宮城県災害医療コーディネーター・石巻赤十字病院 石井 正医師

 こうした日々の訓練と、臨機応変な対応で震災時の混乱を乗り越えたと、最前線で活動をしたからこそ語れるお話を聞くことができました。
 加えて、メディアにできる限り情報を発信したことで人や物の支援に繋がったといいます。「震災の体験を風化させないことがなによりも大事。だから、こうして取材して、被災地の今を記事にする子ども新聞作りを応援しています。」


唯一の情報源はラジオ ラジオ石巻

 震災直後には、行方不明者や亡くなった方などの、安否情報を。避難所生活が続いていた時期には、水道や電気などライフラインの状況を。そして、復興が進んでくると、ボランティアの受け入れや要請に関する情報を、休みなく伝え続けてきたラジオ石巻。今回の震災では、電気の復旧が遅れる中、電池で動くラジオはどんな媒体よりも情報収集に役立ったと、その役割が見直されました。
 「ウソや大げさな情報があふれていた中で、人々の混乱を招かないよう、確実な情報のみ発信することを心掛けました」とラジオ石巻の今野さん。子ども記者もラジオ出演を体験しました。


600年の歴史と誇り 雄勝硯生産販売協同組合

 雄勝町は、硯の生産量が日本一です。そんな町の誇りを守る雄勝硯生産販売協同組合を取材しました。
 地震の直後には、地滑りがあって採石場まで行くことができなかったそう。しかし、採掘した石は日光に弱く、すぐに割れてしまうため、機械は津波で流されてしまったけれど、近くにあるものだけでも守ろうと、石を土に埋めていく作業をしたというお話を聞きました。硯としては使えなくなってしまったものも、お皿やマウスパッドとして利用できると聞き、子ども記者たちも安堵。「伊達政宗も愛用した雄勝硯。その600年の歴史を絶やさぬよう、これからも守っていきたい。」と千葉さん。


再起をかけて、海へ 前網浜漁港・漁業体験

 豊かな漁場として栄えていた前網浜漁港ですが、震災後は以前のような漁場環境ではなくなってしまいました。現在漁師の皆さんは、チームを組んで助け合いながら定置網漁を営んでいます。
 「ホヤの養殖を軌道に乗せたい」と語る漁師さん。しかし、仮設住宅に住みながらの漁だけに、自給自足で精一杯。
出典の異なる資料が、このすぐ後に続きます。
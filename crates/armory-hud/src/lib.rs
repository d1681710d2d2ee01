pub mod config;
pub mod events;
pub mod hud;
pub mod sys;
このまま地元に住み漁を続けたい思いと、生活が困難である現状に悩む毎日だといいます。
 子ども記者も船に乗り、定置網漁を体験。漁師さんたちの苦悩を感じ取ったようです。


ワークショップ

 取材1日目と2日目は、ホテルに戻るとその日取材したことをまとめていくワークショップを行いました。単なる感想になってしまわないよう、テーマに対して「問題」を挙げ、カードに記述。カードをテーマのグループごとにまとめて、キーワードで答えていくというKJ法を用いて文章にしていきます。子ども記者たちは、じっくりと考え、自分なりの言葉でまとめ上げました。


“あの日”の体験を聞く 大須小学校・子ども交流会

 歌や自己紹介で温かく子ども記者たちを迎え入れてくれたのは、全校生徒12名という大須小学校の子どもたち。この小学校は、震災後、避難所として利用されており、赤十字の救護班が活動の拠点としていた場所でもあります。
 地震が起きた直後には、津波被害を予想し、体育館や教室が避難所として地域の人々を受け入れることができる状況かどうか確認を行ったという久光教頭先生。その判断と対応の早さには驚かされます。
 グループに分かれた後、子ども記者たちは大須小の子どもたちに震災の日のことや避難所での生活などを取材。同じ年頃の友達が感じたこと、体験したことを聞き、メモを取った取材手帳は真っ黒に。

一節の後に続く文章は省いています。